FlightPath: Obedience vs. Choice in Cooperative Services

  • P2P is an increasingly popular way to deploy services, like internet radio, internet TV and file-sharing. Hard to ensure that every participant is following the protocol faithfully. Should tolerate Byzantine and Rational peers (e.g. free-riders).
  • Deal with rational participants informally by providing incentives and punishments, but there’s no formal basis for this.
  • BAR gossip is a P2P system that uses Nash equilibria to give a rigorous framework, at the sacrifice of performance.
  • Look at approximate equilibria as a trade-off between the two.
  • Epsilon (e) Nash equilibria. e = 0 ensures obedience is in the best interest, which offers few choices and hurts adaptability (to churn or transient failures). Cripple P2P to achieve game theoretic goals.
  • e >0 provides more choices and makes it possible for systems to adapt. Retain the rigour of a formal approach but also gives the opportunity for choices.
  • Compared jitter of FlightPath to BAR Gossip: much less for FlightPath.
  • Strict Nash approach makes it hard to reason about the protocol and encourages micromanagement. Increasing e improves this.
  • Application is P2P live streaming.
  • Basic trading protocol. Source sends stream updates to clients or peers. Peers run gossip protocol to disseminate updates between themselves. Updates are useful for finite time, the membership is static and everyone knows full membership lists. Everyone has public/private key pairs.
  • Measure jitter and average and peak upload bandwidth. Jitter is % of rounds when a peer failed to deliver everything it was supposed.
  • Assume rational peers derive benefit from delivering a jitter-free stream.
  • In each round, select a partner, exchange histories, and trade equal numbers of updates. Peer puts updates in a locked briefcase and sends it to the partner, along with a “promise” that the data is legitimate (from BAR gossip). Then exchange keys. This does not achieve no jitter 20% of peers get at least 4% jitter. For 200kbps data stream, use 100kbps extra bandwidth. Peak bandwidth is much larger than 512kbps (regular broadband).
  • Choices: avoided overloaded peers, avoiding departed peers, trading more when in trouble, erasure coding updates, preferring older updates to newer ones, etc. Made possible by shifting to e-Nash.
  • Need to temper choice with obedience. Allowing to choose partners permits more attacks on the system and allows rational abuse. Look at how we get controlled choice in selecting partners.
  • A membership list is divided into log N bins. A has a seed for round r, which is fed into a random number generator. Can further constrain partners by putting a constraint on the hash of the partnership pairs. Limits the number of Byzantine peers you could interact with.
  • This gives very low jitter, reduces overhead in average bandwidth and caps peak bandwidth.
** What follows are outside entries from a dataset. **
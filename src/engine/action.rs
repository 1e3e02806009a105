//! Actions: named, matchable units of behavior bound to state transitions.

use crate::core::{State, StateSpec};
use async_trait::async_trait;

/// Error type raised by action hooks.
///
/// Hook errors propagate verbatim to the `go_to` caller as the source of
/// [`TransitionError::Hook`](crate::engine::TransitionError::Hook).
pub type HookError = Box<dyn std::error::Error + Send + Sync + 'static>;

/// The transition request passed to every matching action's decision hook.
///
/// Built fresh for each `go_to` call and never persisted.
#[derive(Clone, Debug)]
pub struct TransitionRequest<S, P = ()> {
    /// The machine's state at the time of the request.
    pub from: S,
    /// The requested destination state.
    pub to: S,
    /// Optional payload handed to `go_to_with`.
    pub payload: Option<P>,
}

/// An action which occurs for one or many specific state transitions.
///
/// Actions are constructed once at machine-assembly time, live for the
/// machine's entire lifetime, and must not retain per-transition data
/// between calls. All hooks receive the domain instance by shared
/// reference; hooks that mutate it concurrently must coordinate themselves.
///
/// The three hooks run in strict phases per transition: every matching
/// action's `before_transition` completes before any `on_transition`
/// starts, and `after_transition` runs only after the new state has been
/// committed. Within a phase, sibling actions run concurrently and their
/// ordering is unspecified.
///
/// # Example
///
/// ```rust
/// use switchyard::core::StateSpec;
/// use switchyard::engine::{Action, HookError, TransitionRequest};
/// use switchyard::state_enum;
/// use async_trait::async_trait;
///
/// state_enum! {
///     pub enum DoorState {
///         Open,
///         Closed,
///     }
/// }
///
/// struct Door;
///
/// struct CloseDoor;
///
/// #[async_trait]
/// impl Action<Door, DoorState> for CloseDoor {
///     fn from(&self) -> StateSpec<DoorState> {
///         StateSpec::One(DoorState::Open)
///     }
///
///     fn to(&self) -> StateSpec<DoorState> {
///         StateSpec::One(DoorState::Closed)
///     }
///
///     async fn on_transition(
///         &self,
///         _instance: &Door,
///         _request: &TransitionRequest<DoorState>,
///     ) -> Result<bool, HookError> {
///         Ok(true)
///     }
/// }
///
/// let action = CloseDoor;
/// assert!(action.matches(&DoorState::Open, &DoorState::Closed));
/// assert!(!action.matches(&DoorState::Closed, &DoorState::Open));
/// ```
#[async_trait]
pub trait Action<I, S, P = ()>: Send + Sync
where
    I: Sync,
    S: State,
    P: Sync,
{
    /// The origin states for which this action is triggered.
    fn from(&self) -> StateSpec<S>;

    /// The destination states for which this action is triggered.
    fn to(&self) -> StateSpec<S>;

    /// The name of the action, defaults to the implementing type's name.
    fn name(&self) -> &str {
        short_type_name::<Self>()
    }

    /// Checks if this action matches the from/to state pair specified.
    ///
    /// Pure and side-effect-free; does not consult machine state.
    fn matches(&self, from: &S, to: &S) -> bool {
        self.from().matches(from) && self.to().matches(to)
    }

    /// Called once before the decision phase of a selected transition.
    ///
    /// Observational by default. Any returned error aborts the whole
    /// transition attempt with the state unchanged; do not use errors
    /// here for control flow - veto from `on_transition` instead.
    async fn before_transition(&self, _instance: &I) -> Result<(), HookError> {
        tracing::trace!(action = self.name(), from = %self.from(), "leaving state");
        Ok(())
    }

    /// The decision hook, called once per selected action with the
    /// transition request.
    ///
    /// Returns `Ok(true)` to approve, `Ok(false)` to veto the transition
    /// without aborting sibling actions, or an error to abort the whole
    /// call. Runs concurrently with sibling actions against the same
    /// request value, so it must be read-only with respect to shared
    /// machine state.
    async fn on_transition(
        &self,
        _instance: &I,
        _request: &TransitionRequest<S, P>,
    ) -> Result<bool, HookError> {
        tracing::trace!(
            action = self.name(),
            from = %self.from(),
            to = %self.to(),
            "transitioning states"
        );
        Ok(true)
    }

    /// Called once after the new state has been committed.
    ///
    /// Runs only for actions that were part of the approved transition,
    /// never for rejected ones. Observational by default.
    async fn after_transition(&self, _instance: &I) -> Result<(), HookError> {
        tracing::trace!(action = self.name(), to = %self.to(), "entering state");
        Ok(())
    }
}

/// Last path segment of a type name, e.g. `gate::OpenGate` -> `OpenGate`.
fn short_type_name<T: ?Sized>() -> &'static str {
    let name = std::any::type_name::<T>();
    name.rsplit("::").next().unwrap_or(name)
}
  • Extending to dynamic membership, need to propagate membership changes. Divide rounds into epochs, tracker sends list of members to source, and the source turns the list into updates, sent out to trackers in future epochs. To join, talk to a tracker, and join the list for a future epoch, but causes some latency before you can begin trading. Let peers immediately begin trading by organising peers into tubs ordered by when they join. Trade with peers in the same tub and earlier tubs with some probability.
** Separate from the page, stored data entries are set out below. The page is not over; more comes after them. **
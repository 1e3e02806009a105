//! Core state machine types.
//!
//! This module contains the pure side of the machine:
//! - State identity via the `State` trait
//! - From/to specifications via `StateSpec`
//! - Immutable history tracking
//!
//! Nothing in this module performs I/O or suspends.

mod history;
mod spec;
mod state;

pub use history::{StateHistory, StateTransition};
pub use spec::StateSpec;
pub use state::State;
//! Data-path benchmarks against the host-memory backend, isolating engine
//! overhead from device latency.

use criterion::{criterion_group, criterion_main, Criterion, Throughput};
use std::ffi::OsStr;
use std::sync::Arc;
use vramfs_core::VramFs;
use vramfs_device::HostDevice;
use vramfs_types::BLOCK_SIZE;

const IO_SIZE: usize = 1024 * 1024;

fn bench_write(c: &mut Criterion) {
    let fs = VramFs::new(Arc::new(HostDevice::new()));
    fs.reserve(64 * BLOCK_SIZE as u64);
    let fh = fs.create(OsStr::new("/bench"), 0o644, 0, 0).expect("create");
    let payload = vec![0xA5_u8; IO_SIZE];

    let mut group = c.benchmark_group("datapath");
    group.throughput(Throughput::Bytes(IO_SIZE as u64));
    group.bench_function("write_1m", |b| {
        b.iter(|| {
            let written = fs.write(fh, 0, &payload).expect("write");
            assert_eq!(written, IO_SIZE);
        });
    });
    group.finish();
}

fn bench_read(c: &mut Criterion) {
    let fs = VramFs::new(Arc::new(HostDevice::new()));
    fs.reserve(64 * BLOCK_SIZE as u64);
    let fh = fs.create(OsStr::new("/bench"), 0o644, 0, 0).expect("create");
    fs.write(fh, 0, &vec![0x5A_u8; IO_SIZE]).expect("write");

    let mut group = c.benchmark_group("datapath");
    group.throughput(Throughput::Bytes(IO_SIZE as u64));
    group.bench_function("read_1m", |b| {
        b.iter(|| {
            let data = fs.read(fh, 0, IO_SIZE as u64).expect("read");
            assert_eq!(data.len(), IO_SIZE);
        });
    });
    group.finish();
}

criterion_group!(benches, bench_write, bench_read);
criterion_main!(benches);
  • Evaluated on 400 emulab clients. Rounds of 2s, epochs of 40 rounds, 200kbps stream and 10 round deadline to update stream. Much less jitter than BAR Gossip. Impact on average bandwidth when nodes join is manageable and the tubs mean that this impact is fairly invariant (and doesn’t grow) as more nodes grow. Some jitter caused when nodes leave: 75% need to leave before the remaining ones are jitter… caused by the choice in partner selection. As churn per minute is increased, jitter gets worse, but nodes that have been in the system for longer are less affected than new arrivals. Jitter with attack only becomes bad (<4% nodes affected) with 16% malicious nodes. Several attacks explored, but this one hurts the most. FlightPath handles 10% of the system acting maliciously.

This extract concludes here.